### EXCERPTED DATA

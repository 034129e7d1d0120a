//! The closest-edge "walk" (§4.3.4) and the line-of-vertices query it underpins.

use super::Triangulation;
use crate::geometry::{self, Point};
use crate::graph::{EdgeId, VertexId};

/// Finds the edge closest to `target`, walking from a seed vertex. `inside_only` restricts
/// the walk to edges that are segments or border an interior triangle, and that actually
/// cross the ray from the seed to the target -- used by refinement to stay on the line of
/// sight.
pub fn find_closest_edge(
    tri: &mut Triangulation,
    seed: VertexId,
    target: Point,
    inside_only: bool,
) -> EdgeId {
    let mut current = seed;
    let mut current_pos = tri.graph.position(current);
    loop {
        let incident: Vec<EdgeId> = tri.graph.vertex(current).incident_edges().to_vec();
        let mut best: Option<(EdgeId, f64, VertexId)> = None;
        for eid in incident {
            let edge = tri.graph.edge(eid);
            if inside_only && !edge_is_eligible_for_inside_walk(tri, eid, current_pos, target) {
                continue;
            }
            let other = edge.other_endpoint(current).unwrap();
            let other_pos = tri.graph.position(other);
            let dist = distance_point_to_segment(target, current_pos, other_pos);
            match best {
                None => best = Some((eid, dist, other)),
                Some((_, best_dist, _)) => {
                    if dist < best_dist - geometry::EPSILON {
                        best = Some((eid, dist, other));
                    } else if (dist - best_dist).abs() <= geometry::EPSILON {
                        // Tie-break: prefer the edge that bends further toward the target.
                        let (_, _, other_b) = best.unwrap();
                        let bend_a = bend_toward(target, current_pos, other_pos);
                        let bend_b = bend_toward(target, current_pos, tri.graph.position(other_b));
                        if bend_a > bend_b {
                            best = Some((eid, dist, other));
                        }
                    }
                }
            }
        }
        match best {
            None => {
                // No incident edge qualifies (can happen transiently at the hull under
                // inside_only); fall back to the overall closest incident edge.
                let incident = tri.graph.vertex(current).incident_edges().to_vec();
                return *incident
                    .iter()
                    .min_by(|&&a, &&b| {
                        let da = edge_point_distance(tri, a, target);
                        let db = edge_point_distance(tri, b, target);
                        da.partial_cmp(&db).unwrap()
                    })
                    .expect("vertex has no incident edges");
            }
            Some((eid, dist, other)) => {
                tri.graph_mut().record_hop();
                if dist >= distance_point_to_point(current_pos, target) {
                    return eid;
                }
                current = other;
                current_pos = tri.graph.position(current);
            }
        }
    }
}

fn distance_point_to_point(a: Point, b: Point) -> f64 {
    a.dist(b)
}

fn distance_point_to_segment(p: Point, a: Point, b: Point) -> f64 {
    let d = b.sub(a);
    let len2 = d.dot(d);
    if len2 <= geometry::EPSILON {
        return p.dist(a);
    }
    let t = ((p.sub(a)).dot(d) / len2).clamp(0.0, 1.0);
    let proj = a.add(d.scale(t));
    p.dist(proj)
}

fn bend_toward(target: Point, common: Point, other: Point) -> f64 {
    let dir = other.sub(common);
    let len = dir.norm();
    if len <= geometry::EPSILON {
        return f64::NEG_INFINITY;
    }
    target.sub(common).dot(dir) / len
}

fn edge_point_distance(tri: &Triangulation, e: EdgeId, p: Point) -> f64 {
    let edge = tri.graph.edge(e);
    distance_point_to_segment(p, tri.graph.position(edge.v1), tri.graph.position(edge.v2))
}

fn edge_is_eligible_for_inside_walk(
    tri: &Triangulation,
    e: EdgeId,
    from: Point,
    target: Point,
) -> bool {
    let edge = tri.graph.edge(e);
    let has_interior_triangle = edge
        .polygons()
        .any(|p| tri.graph.polygon(p).is_triangle() && !tri.graph.polygon(p).is_outside);
    if !edge.is_segment && !has_interior_triangle {
        return false;
    }
    let v1 = tri.graph.position(edge.v1);
    let v2 = tri.graph.position(edge.v2);
    geometry::crosses_including(from, target, v1, v2)
}

/// §4.3.2: ordered vertices along the half-line from `p1` to `p2`, stopping once past `p2`.
/// `p1` must already be a vertex; if not, `p1`/`p2` are swapped and retried. Empty if neither
/// endpoint exists.
pub fn find_vertexes_along_line(tri: &Triangulation, p1: Point, p2: Point) -> Vec<VertexId> {
    let (start, end) = match (tri.find_vertex_for_point(p1), tri.find_vertex_for_point(p2)) {
        (Some(v), _) => (v, p2),
        (None, Some(v)) => (v, p1),
        (None, None) => return Vec::new(),
    };

    let mut result = vec![start];
    let start_pos = tri.graph.position(start);
    let dir = end.sub(start_pos);
    let dir_len = dir.norm();
    if dir_len <= geometry::EPSILON {
        return result;
    }
    let dir_unit = dir.scale(1.0 / dir_len);

    let mut current = start;
    loop {
        let current_pos = tri.graph.position(current);
        let incident = tri.graph.vertex(current).incident_edges().to_vec();
        let mut next = None;
        for eid in incident {
            let edge = tri.graph.edge(eid);
            let other = edge.other_endpoint(current).unwrap();
            let other_pos = tri.graph.position(other);
            let along = other_pos.sub(current_pos);
            let proj = along.dot(dir_unit);
            if proj <= geometry::EPSILON {
                continue;
            }
            let perp = along.sub(dir_unit.scale(proj)).norm();
            if perp <= geometry::scaled_epsilon(along.x, along.y) {
                next = Some((other, other_pos));
                break;
            }
        }
        match next {
            None => break,
            Some((v, pos)) => {
                result.push(v);
                let traveled = pos.sub(start_pos).dot(dir_unit);
                if traveled >= dir_len - geometry::EPSILON {
                    break;
                }
                current = v;
            }
        }
    }
    result
}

### WHAT THE TASK REQUIRES
Which lines of the records above hold the word "Triangulation"? Copy each of them.

### SOLVED PROBLEM
use super::Triangulation;
    tri: &mut Triangulation,
fn edge_point_distance(tri: &Triangulation, e: EdgeId, p: Point) -> f64 {
    tri: &Triangulation,
pub fn find_vertexes_along_line(tri: &Triangulation, p1: Point, p2: Point) -> Vec<VertexId> {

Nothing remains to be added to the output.